- Tiliyani Location in Uttar Pradesh, India
- Coordinates: 27°10′07″N 79°22′05″E﻿ / ﻿27.16858°N 79.36818°E
- Country: India
- State: Uttar Pradesh
- District: Mainpuri
- Tehsil: Bhongaon

Area
- • Total: 4.115 km^{2} (1.589 sq mi)

Population (2011)
- • Total: 3,177
- • Density: 772.1/km^{2} (2,000/sq mi)
- Time zone: UTC+5:30 (IST)

= Tiliyani =

Village in Uttar Pradesh, India

Tiliyani is a village in Bewar block of Mainpuri district, Uttar Pradesh, India. As of 2011, it had a population of 3,177, in 524 households.

== Demographics ==
As of 2011, Tiliyani had a population of 3,177, in 524 households. This population was 53.3% male (1,694) and 46.7% female (1,483). The 0-6 age group numbered 466 (250 male and 216 female), or 14.7% of the total population. 538 residents were members of Scheduled Castes, or 16.9% of the total.

The 1981 census recorded Tiliyani as having a population of 1,835 people, in 320 households.

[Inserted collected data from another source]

//! Author reconciliation against book references.
//!
//! # Responsibility
//! - Find-or-create author rows for a `(last, first)` name pair.
//! - Delete an author row once the last book pointing at it lets go.
//!
//! # Invariants
//! - At most one row per `(author_last, author_first)` (UNIQUE constraint).
//! - `release_author_if_orphaned` must run while the book still references
//!   its current author; the reference count it checks includes that book.
//! - Both functions run inside the caller's transaction. They never open or
//!   commit one themselves.

use crate::model::book::{AuthorId, BookId};
use crate::repo::book_repo::{RepoError, RepoResult};
use log::{debug, warn};
use rusqlite::{params, Connection, OptionalExtension};

/// Upper bound for insert-then-select rounds before giving up.
const ENSURE_AUTHOR_MAX_ATTEMPTS: u32 = 3;

/// Returns the id of the author named `(last, first)`, inserting it if absent.
///
/// A concurrent writer can make the insert a no-op and then remove the row
/// before the select sees it; that round is retried rather than reported.
pub fn ensure_author(conn: &Connection, last: &str, first: &str) -> RepoResult<AuthorId> {
    for attempt in 1..=ENSURE_AUTHOR_MAX_ATTEMPTS {
        let inserted = conn.execute(
            "INSERT INTO authors (author_last, author_first)
             VALUES (?1, ?2)
             ON CONFLICT (author_last, author_first) DO NOTHING;",
            params![last, first],
        )?;

        let found: Option<AuthorId> = conn
            .query_row(
                "SELECT id
                 FROM authors
                 WHERE author_last = ?1
                   AND author_first = ?2;",
                params![last, first],
                |row| row.get(0),
            )
            .optional()?;

        if let Some(author_id) = found {
            debug!(
                "event=author_ensure module=repo status=ok author_id={author_id} created={} attempt={attempt}",
                inserted > 0
            );
            return Ok(author_id);
        }

        warn!("event=author_ensure module=repo status=retry attempt={attempt}");
    }

    Err(RepoError::AuthorConflict {
        attempts: ENSURE_AUTHOR_MAX_ATTEMPTS,
    })
}

/// Deletes the current author of `book_id` when that book is its only reference.
///
/// Returns the id of the removed author, or `None` when other books still
/// reference it.
///
/// # Errors
/// - `RepoError::NotFound` when `book_id` does not exist.
pub fn release_author_if_orphaned(
    conn: &Connection,
    book_id: BookId,
) -> RepoResult<Option<AuthorId>> {
    let author_id: AuthorId = conn
        .query_row(
            "SELECT author_id FROM books WHERE id = ?1;",
            [book_id],
            |row| row.get(0),
        )
        .optional()?
        .ok_or(RepoError::NotFound(book_id))?;

    let removed = conn.execute(
        "DELETE FROM authors
         WHERE id = ?1
           AND (SELECT COUNT(*) FROM books WHERE author_id = ?1) = 1;",
        [author_id],
    )?;

    debug!(
        "event=author_release module=repo status=ok book_id={book_id} author_id={author_id} removed={}",
        removed > 0
    );
    Ok((removed > 0).then_some(author_id))
}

The 1961 census recorded Tiliyani as comprising 8 hamlets, with a total population of 1,263 people (681 male and 582 female), in 199 households and 155 physical houses. The area of the village was given as 1,013 acres and it had a post office at that point.

== Infrastructure ==
As of 2011, Tiliyani had 1 primary school and 1 TB clinic. Drinking water was provided by tap, hand pump, and tube well/borehole; there were no public toilets. The village had a post office but no public library; there was at least some access to electricity for all purposes. Streets were made of both kachcha and pakka materials.